На рассвете ее нашли пастухи, перегонявшие наверх, к высокогорным пастбищам, скот. Она совсем закоченела, тряслась от холода и стучала зубами. Русского они почти не знали, а в ответ на то немногое, что они могли спросить, она заливалась истерическим смехом, а потом навзрыд заревела. Ее попытались успокоить, накинули на плечи куртку, усадили на коня — она не сопротивлялась. Ее отвезли наверх, на летовку, отдали женщинам. Она покорно позволяла себя кормить, ухаживать за собой. Но молчала. Когда ее расспрашивали, смеялась. Как-то раз увидела торчащий в колоде топор. Подбежала, выдернула его, — все шарахнулись в стороны. Женщина, сбивавшая масло, визжа, бросилась прочь, опрокинув ступу. Нина оглянулась по сторонам, держа топор в левой руке, положила правую кисть на колоду, неуклюже размахнулась, — но мужчины уже бежали к ней, отняли топор, схватили, отвели к женщинам. Она заплакала. Плакала она три дня подряд.

Весь кишлак обсуждал, кем она могла быть, что с ней, как сюда попала и что делать. Застрявшую поперек потока «Ладу» к полудню, когда ручей вздулся от талой воды с ледников и стал грохочущей рекой, развернуло, поволокло и сбросило вниз, с обрыва, заклинило между камней, сплющило, измяло падающими с водой камнями. Перекореженный остов увидели сверху, но к нему и подобраться пило трудно, не то что вытащить. Многие, надеясь поживиться, в малую воду пытались залезть под водопад, но добраться до машины никто так и не смог.

Когда Нина перестала плакать, женщины разлили ее и вымыли. Дали ей длинную рубашку, шаровары и платье. Теперь она почти не отличалась от местных женщин — такая же смуглая, черноволосая, скуластая. Обыскивая ее прежнюю одежду, нашли спрятанные в ремешок полторы тысячи долларов. Деньги для кишлака были очень большие, и из-за них едва не случилось кровопролития. Деньги потребовали пастухи, нашедшие Нину. Муж женщины, обнаружившей деньги в поясе, отдавать деньги не хотел, и на помощь ему готовы были прийти все его родственники, почти треть кишлака. В конце концов старики решили поделить деньги поровну, а от Нины поскорее избавиться. Ее согласились отвезти в город заехавшие в кишлак киргизы.

На первой же ночевке киргизы изнасиловали ее, все четверо. Она не сопротивлялась. А на второй, едва только поставили палатки и развели костер, сама подошла к старшему и потянула за рукав. Он крикнул на нее. Схватил камчу. Но ударить не успел. Она, встряхнув его, будто мальчишку, выдернула из руки плеть. Ткнула рукоятью — и оставила его корчиться у костра, скулящего, схватившегося за низ живота.

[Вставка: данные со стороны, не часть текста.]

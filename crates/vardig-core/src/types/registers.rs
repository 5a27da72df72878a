//! Register contents as seen through DWARF register numbers.
//!
//! Values that live (partially or completely) in CPU registers are described by
//! DWARF location pieces naming a register number. The debug-metadata layer
//! resolves those numbers to the bytes captured at the current stop; this
//! module only models the result.

use std::collections::HashMap;

use gimli::Register;

/// Contents of a single CPU register.
///
/// Registers wider than 64 bits (vector registers) keep their full byte image
/// in `bytes`; `uint64_val` holds the low 64 bits.
#[derive(Debug, Clone, PartialEq, Eq, Default)]
pub struct DwarfRegister
{
    /// Low 64 bits of the register.
    pub uint64_val: u64,
    /// Full little-endian image of the register.
    pub bytes: Vec<u8>,
}

impl DwarfRegister
{
    /// Build an 8-byte register from an integer.
    #[must_use]
    pub fn from_u64(value: u64) -> Self
    {
        Self {
            uint64_val: value,
            bytes: value.to_le_bytes().to_vec(),
        }
    }

    /// Build a register from its byte image (any width).
    #[must_use]
    pub fn from_bytes(bytes: &[u8]) -> Self
    {
        let mut low = [0u8; 8];
        let n = bytes.len().min(8);
        low[..n].copy_from_slice(&bytes[..n]);
        Self {
            uint64_val: u64::from_le_bytes(low),
            bytes: bytes.to_vec(),
        }
    }

    /// Width of the register in bytes.
    #[must_use]
    pub fn size(&self) -> usize
    {
        self.bytes.len()
    }

    /// Overwrite `data.len()` bytes starting at `offset`, growing the image if needed.
    pub fn overwrite(&mut self, offset: usize, data: &[u8])
    {
        if self.bytes.len() < offset + data.len() {
            self.bytes.resize(offset + data.len(), 0);
        }
        self.bytes[offset..offset + data.len()].copy_from_slice(data);
        *self = Self::from_bytes(&self.bytes);
    }
}

/// Register file captured for one frame, keyed by DWARF register number.
#[derive(Debug, Clone, Default)]
pub struct DwarfRegisters
{
    regs: HashMap<Register, DwarfRegister>,
}

impl DwarfRegisters
{
    /// Create an empty register file.
    #[must_use]
    pub fn new() -> Self
    {
        Self::default()
    }

    /// Look up a register.
    pub fn get(&self, register: Register) -> Option<&DwarfRegister>
    {
        self.regs.get(&register)
    }

    /// Insert or replace a register.
    pub fn set(&mut self, register: Register, value: DwarfRegister)
    {
        self.regs.insert(register, value);
    }

    /// Mutable access to a register, if it was captured.
    pub fn get_mut(&mut self, register: Register) -> Option<&mut DwarfRegister>
    {
        self.regs.get_mut(&register)
    }
}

Еженощные насилия под горными звездами стали для них рабской повинностью, нечистым, пугающим ритуалом. Она хохотала, чувствуя в себе член, вбирая мужскую силу, усаживаясь верхом на перепуганных, покорных киргизов. По утрам те, переговариваясь шепотом, кидали кости на то, кому вечером идти к ней последним. Шепотом они разговаривали именно потому, что она все время молчала. Им казалось, она слышит и понимает все, и замечает каждый их шаг, и даже уходя по нужде, они старались спрятаться поукромнее. За едой ей отдавали самые лучшие куски, и чай наливали раньше прочих, а когда она умывалась, — она после первой же ночи с ними стала тщательно, нисколько не стесняясь, умываться и подмываться, — один из киргизов дежурил рядом, держа на вытянутых руках кусок холстины.

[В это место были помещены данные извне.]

//! Eager hydration.
//!
//! Loaders take a list of ids and return fully populated values, issuing one
//! batched `IN (...)` query per table rather than one per row. Relation
//! loaders preserve the order of the ids they are given. An id that does
//! not resolve, or a stored reference that dangles, is a corrupt-row error:
//! ids reaching this module come from the store itself.

use std::collections::{BTreeSet, HashMap};

use provgraph_core::{
  Id,
  artifact::Artifact,
  dependency::Dependency,
  occurrence::Occurrence,
  package::PackageNode,
  sbom::HasSbom,
  source::SourceNode,
  subject::{PackageOrArtifact, PackageOrSource},
};
use rusqlite::{Connection, Row};

use crate::{
  Error, Result,
  encode::{
    RawArtifact, RawDependency, RawOccurrence, RawPackage, RawSbom, RawSource, RawVersion,
    decode_dependency_type, decode_dt,
  },
};

/// SQLite's bound-parameter limit is far above this.
const CHUNK: usize = 500;

/// Run `sql` (which must contain one `{ids}` placeholder) for every chunk of
/// `ids`, collecting mapped rows.
fn load<T>(
  conn: &Connection,
  sql: &str,
  ids: &[Id],
  map: impl Fn(&Row<'_>) -> rusqlite::Result<T>,
) -> Result<Vec<T>> {
  let mut out = Vec::with_capacity(ids.len());
  for chunk in ids.chunks(CHUNK) {
    let placeholders = vec!["?"; chunk.len()].join(", ");
    let mut stmt = conn.prepare(&sql.replace("{ids}", &placeholders))?;
    let rows = stmt.query_map(rusqlite::params_from_iter(chunk.iter().map(|id| id.0)), &map)?;
    for row in rows {
      out.push(row?);
    }
  }
  Ok(out)
}

fn unique(ids: impl IntoIterator<Item = Id>) -> Vec<Id> {
  ids.into_iter().collect::<BTreeSet<_>>().into_iter().collect()
}

fn lookup<T: Clone>(
  map: &HashMap<Id, T>,
  table: &'static str,
  what: &str,
  id: Id,
) -> Result<T> {
  map
    .get(&id)
    .cloned()
    .ok_or_else(|| Error::corrupt(table, format!("dangling {what} reference {id}")))
}

/// Re-order loaded rows to match `ids`.
fn in_order<T>(ids: &[Id], mut rows: HashMap<Id, T>, table: &'static str) -> Result<Vec<T>> {
  ids
    .iter()
    .map(|id| rows.remove(id).ok_or_else(|| Error::corrupt(table, format!("no row {id}"))))
    .collect()
}

// ─── Identity nodes ──────────────────────────────────────────────────────────

/// Package version nodes, keyed by version id.
pub fn package_versions(conn: &Connection, ids: &[Id]) -> Result<HashMap<Id, PackageNode>> {
  let sql = "
    SELECT v.id, v.version, v.qualifiers, v.subpath,
           t.id, t.type, ns.id, ns.namespace, n.id, n.name
    FROM package_versions v
    JOIN package_names      n  ON n.id  = v.name_id
    JOIN package_namespaces ns ON ns.id = n.namespace_id
    JOIN package_types      t  ON t.id  = ns.type_id
    WHERE v.id IN ({ids})";

  let raws = load(conn, sql, ids, |row| {
    let version = RawVersion {
      id:         row.get(0)?,
      version:    row.get(1)?,
      qualifiers: row.get(2)?,
      subpath:    row.get(3)?,
    };
    Ok(RawPackage {
      type_id:      row.get(4)?,
      package_type: row.get(5)?,
      namespace_id: row.get(6)?,
      namespace:    row.get(7)?,
      name_id:      row.get(8)?,
      name:         row.get(9)?,
      version:      Some(version),
    })
  })?;

  raws
    .into_iter()
    .map(|raw| -> Result<(Id, PackageNode)> {
      let node = raw.into_node()?;
      Ok((node.id(), node))
    })
    .collect()
}

/// Name-level package nodes, keyed by name id.
pub fn package_names(conn: &Connection, ids: &[Id]) -> Result<HashMap<Id, PackageNode>> {
  let sql = "
    SELECT t.id, t.type, ns.id, ns.namespace, n.id, n.name
    FROM package_names n
    JOIN package_namespaces ns ON ns.id = n.namespace_id
    JOIN package_types      t  ON t.id  = ns.type_id
    WHERE n.id IN ({ids})";

  let raws = load(conn, sql, ids, |row| {
    Ok(RawPackage {
      type_id:      row.get(0)?,
      package_type: row.get(1)?,
      namespace_id: row.get(2)?,
      namespace:    row.get(3)?,
      name_id:      row.get(4)?,
      name:         row.get(5)?,
      version:      None,
    })
  })?;

  raws
    .into_iter()
    .map(|raw| -> Result<(Id, PackageNode)> {
      let node = raw.into_node()?;
      Ok((node.name_id, node))
    })
    .collect()
}

pub fn sources(conn: &Connection, ids: &[Id]) -> Result<HashMap<Id, SourceNode>> {
  let sql = "
    SELECT t.id, t.type, ns.id, ns.namespace, n.id, n.name, n.commit_hash, n.tag
    FROM source_names n
    JOIN source_namespaces ns ON ns.id = n.namespace_id
    JOIN source_types      t  ON t.id  = ns.type_id
    WHERE n.id IN ({ids})";
  let raws = load(conn, sql, ids, |row| {
    Ok(RawSource {
      type_id:      row.get(0)?,
      source_type:  row.get(1)?,
      namespace_id: row.get(2)?,
      namespace:    row.get(3)?,
      name_id:      row.get(4)?,
      name:         row.get(5)?,
      commit_hash:  row.get(6)?,
      tag:          row.get(7)?,
    })
  })?;
  Ok(
    raws
      .into_iter()
      .map(RawSource::into_node)
      .map(|node| (node.name_id, node))
      .collect(),
  )
}

pub fn artifacts(conn: &Connection, ids: &[Id]) -> Result<HashMap<Id, Artifact>> {
  let sql = "SELECT id, algorithm, digest FROM artifacts WHERE id IN ({ids})";
  let raws = load(conn, sql, ids, |row| {
    Ok(RawArtifact { id: row.get(0)?, algorithm: row.get(1)?, digest: row.get(2)? })
  })?;
  Ok(
    raws
      .into_iter()
      .map(RawArtifact::into_artifact)
      .map(|a| (a.id, a))
      .collect(),
  )
}

/// Ordered variants of the node loaders, for node queries.
pub fn package_version_list(conn: &Connection, ids: &[Id]) -> Result<Vec<PackageNode>> {
  in_order(ids, package_versions(conn, ids)?, "package_versions")
}

pub fn source_list(conn: &Connection, ids: &[Id]) -> Result<Vec<SourceNode>> {
  in_order(ids, sources(conn, ids)?, "source_names")
}

pub fn artifact_list(conn: &Connection, ids: &[Id]) -> Result<Vec<Artifact>> {
  in_order(ids, artifacts(conn, ids)?, "artifacts")
}

// ─── Relations ───────────────────────────────────────────────────────────────

pub fn occurrences(conn: &Connection, ids: &[Id]) -> Result<Vec<Occurrence>> {
  let sql = "
    SELECT id, package_id, source_id, artifact_id, justification, origin, collector
    FROM occurrences WHERE id IN ({ids})";
  let raws = load(conn, sql, ids, |row| {
    Ok(RawOccurrence {
      id:            row.get(0)?,
      package_id:    row.get(1)?,
      source_id:     row.get(2)?,
      artifact_id:   row.get(3)?,
      justification: row.get(4)?,
      origin:        row.get(5)?,
      collector:     row.get(6)?,
    })
  })?;

  let packages = package_versions(conn, &unique(raws.iter().filter_map(|r| r.package_id.map(Id))))?;
  let sources = sources(conn, &unique(raws.iter().filter_map(|r| r.source_id.map(Id))))?;
  let artifacts = artifacts(conn, &unique(raws.iter().map(|r| Id(r.artifact_id))))?;

  let mut rows = HashMap::with_capacity(raws.len());
  for raw in raws {
    let subject = match (raw.package_id, raw.source_id) {
      (Some(p), None) => {
        PackageOrSource::Package(lookup(&packages, "occurrences", "package", Id(p))?)
      }
      (None, Some(s)) => {
        PackageOrSource::Source(lookup(&sources, "occurrences", "source", Id(s))?)
      }
      _ => {
        return Err(Error::corrupt("occurrences", format!("row {} has no single subject", raw.id)));
      }
    };
    let occurrence = Occurrence {
      id: Id(raw.id),
      subject,
      artifact: lookup(&artifacts, "occurrences", "artifact", Id(raw.artifact_id))?,
      justification: raw.justification,
      origin: raw.origin,
      collector: raw.collector,
    };
    rows.insert(occurrence.id, occurrence);
  }
  in_order(ids, rows, "occurrences")
}

pub fn dependencies(conn: &Connection, ids: &[Id]) -> Result<Vec<Dependency>> {
  let sql = "
    SELECT id, package_id, dependent_name_id, dependent_version_id, version_range,
           dependency_type, justification, origin, collector
    FROM dependencies WHERE id IN ({ids})";
  let raws = load(conn, sql, ids, |row| {
    Ok(RawDependency {
      id:                   row.get(0)?,
      package_id:           row.get(1)?,
      dependent_name_id:    row.get(2)?,
      dependent_version_id: row.get(3)?,
      version_range:        row.get(4)?,
      dependency_type:      row.get(5)?,
      justification:        row.get(6)?,
      origin:               row.get(7)?,
      collector:            row.get(8)?,
    })
  })?;

  let versions = package_versions(
    conn,
    &unique(
      raws
        .iter()
        .flat_map(|r| [Some(r.package_id), r.dependent_version_id])
        .flatten()
        .map(Id),
    ),
  )?;
  let names =
    package_names(conn, &unique(raws.iter().filter_map(|r| r.dependent_name_id.map(Id))))?;

  let mut rows = HashMap::with_capacity(raws.len());
  for raw in raws {
    let dependent = match (raw.dependent_name_id, raw.dependent_version_id) {
      (Some(n), None) => lookup(&names, "dependencies", "package name", Id(n))?,
      (None, Some(v)) => lookup(&versions, "dependencies", "package version", Id(v))?,
      _ => {
        return Err(Error::corrupt(
          "dependencies",
          format!("row {} has no single dependent", raw.id),
        ));
      }
    };
    let dependency = Dependency {
      id: Id(raw.id),
      package: lookup(&versions, "dependencies", "package", Id(raw.package_id))?,
      dependent,
      version_range: raw.version_range,
      dependency_type: decode_dependency_type(&raw.dependency_type)?,
      justification: raw.justification,
      origin: raw.origin,
      collector: raw.collector,
    };
    rows.insert(dependency.id, dependency);
  }
  in_order(ids, rows, "dependencies")
}

/// `(sbom_id, member_id)` pairs from one include table.
fn members(conn: &Connection, join: &str, member: &str, ids: &[Id]) -> Result<Vec<(Id, Id)>> {
  let sql = format!(
    "SELECT sbom_id, {member} FROM {join} WHERE sbom_id IN ({{ids}}) ORDER BY sbom_id, {member}"
  );
  load(conn, &sql, ids, |row| Ok((Id(row.get(0)?), Id(row.get(1)?))))
}

fn group(pairs: &[(Id, Id)]) -> HashMap<Id, Vec<Id>> {
  let mut grouped: HashMap<Id, Vec<Id>> = HashMap::new();
  for (sbom, member) in pairs {
    grouped.entry(*sbom).or_default().push(*member);
  }
  grouped
}

pub fn sboms(conn: &Connection, ids: &[Id]) -> Result<Vec<HasSbom>> {
  let sql = "
    SELECT id, package_id, artifact_id, uri, algorithm, digest, download_location,
           origin, collector, known_since
    FROM sboms WHERE id IN ({ids})";
  let raws = load(conn, sql, ids, |row| {
    Ok(RawSbom {
      id:                row.get(0)?,
      package_id:        row.get(1)?,
      artifact_id:       row.get(2)?,
      uri:               row.get(3)?,
      algorithm:         row.get(4)?,
      digest:            row.get(5)?,
      download_location: row.get(6)?,
      origin:            row.get(7)?,
      collector:         row.get(8)?,
      known_since:       row.get(9)?,
    })
  })?;

  let inc_packages = members(conn, "sbom_included_packages", "package_id", ids)?;
  let inc_artifacts = members(conn, "sbom_included_artifacts", "artifact_id", ids)?;
  let inc_dependencies = members(conn, "sbom_included_dependencies", "dependency_id", ids)?;
  let inc_occurrences = members(conn, "sbom_included_occurrences", "occurrence_id", ids)?;

  let packages = package_versions(
    conn,
    &unique(
      raws
        .iter()
        .filter_map(|r| r.package_id.map(Id))
        .chain(inc_packages.iter().map(|(_, m)| *m)),
    ),
  )?;
  let artifacts = artifacts(
    conn,
    &unique(
      raws
        .iter()
        .filter_map(|r| r.artifact_id.map(Id))
        .chain(inc_artifacts.iter().map(|(_, m)| *m)),
    ),
  )?;
  let dependencies: HashMap<Id, Dependency> =
    dependencies(conn, &unique(inc_dependencies.iter().map(|(_, m)| *m)))?
      .into_iter()
      .map(|d| (d.id, d))
      .collect();
  let occurrences: HashMap<Id, Occurrence> =
    occurrences(conn, &unique(inc_occurrences.iter().map(|(_, m)| *m)))?
      .into_iter()
      .map(|o| (o.id, o))
      .collect();

  let (inc_packages, inc_artifacts, inc_dependencies, inc_occurrences) = (
    group(&inc_packages),
    group(&inc_artifacts),
    group(&inc_dependencies),
    group(&inc_occurrences),
  );
  let resolve = |grouped: &HashMap<Id, Vec<Id>>, sbom: Id| -> Vec<Id> {
    grouped.get(&sbom).cloned().unwrap_or_default()
  };

  let mut rows = HashMap::with_capacity(raws.len());
  for raw in raws {
    let id = Id(raw.id);
    let subject = match (raw.package_id, raw.artifact_id) {
      (Some(p), None) => PackageOrArtifact::Package(lookup(&packages, "sboms", "package", Id(p))?),
      (None, Some(a)) => {
        PackageOrArtifact::Artifact(lookup(&artifacts, "sboms", "artifact", Id(a))?)
      }
      _ => return Err(Error::corrupt("sboms", format!("row {id} has no single subject"))),
    };

    let sbom = HasSbom {
      id,
      subject,
      uri: raw.uri,
      algorithm: raw.algorithm,
      digest: raw.digest,
      download_location: raw.download_location,
      origin: raw.origin,
      collector: raw.collector,
      known_since: decode_dt(&raw.known_since)?,
      included_packages: resolve(&inc_packages, id)
        .into_iter()
        .map(|m| lookup(&packages, "sbom_included_packages", "package", m))
        .collect::<Result<_>>()?,
      included_artifacts: resolve(&inc_artifacts, id)
        .into_iter()
        .map(|m| lookup(&artifacts, "sbom_included_artifacts", "artifact", m))
        .collect::<Result<_>>()?,
      included_dependencies: resolve(&inc_dependencies, id)
        .into_iter()
        .map(|m| lookup(&dependencies, "sbom_included_dependencies", "dependency", m))
        .collect::<Result<_>>()?,
      included_occurrences: resolve(&inc_occurrences, id)
        .into_iter()
        .map(|m| lookup(&occurrences, "sbom_included_occurrences", "occurrence", m))
        .collect::<Result<_>>()?,
    };
    rows.insert(id, sbom);
  }
  in_order(ids, rows, "sboms")
}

В Дароот-Коргоне киргизы продали ее скупщику — важному, бородатому бадахшанцу. Продали дорого. Нина очень похорошела за то время, пока жила в кишлаке и пока ехала с киргизами, собирая с них каждую ночь мужскую дань. Исчезли мешки под глазами. Исчезло постоянно лежавшее на лице выражение усталой, угрюмой злобы, и вместе с ним ушли морщины. Скупщик цокал языком и кивал, ходя вокруг нее, как кот, и задумчиво смотрел вслед пришпорившим коней киргизам. А она, будто не видя его, смотрела на степь, на горы вдали, вздымающиеся исполинскими зелено-серыми горбами, на небо, очень синее, глубокое небо. Лицо ее, гладкое, загорелое, бесстрастное, казалось золотистой чеканной маской древней богини.

Глава 8

Когда зазвонил телефон, Сергей Андреевич чистил зубы. Он чистил зубы три раза в день, после еды, фирменной патентованной виброщеткой, на которую выдавливал ровно полсантиметра полосатой гелевой «Цанесвюндер». Включал, совал в рот и, глядя в зеркало, с удовольствием наблюдал, как подрагивает щека, за которой мелко трясущаяся щетка массировала десны и вычищала безукоризненную эмаль. Сергей Андреевич заботился о зубах. Потому к телефону не подошел, а сосредоточенно передвинул щетку от верней челюсти к нижней.

Когда щетка уже покинула рот, была тщательно, особым жидким мылом промыта под струей теплой, с температурой не более сорока градусов, воды, вытряхнута и уложена в футляр, телефон зазвонил снова. Сергей Андреевич, вздохнув, снял трубку.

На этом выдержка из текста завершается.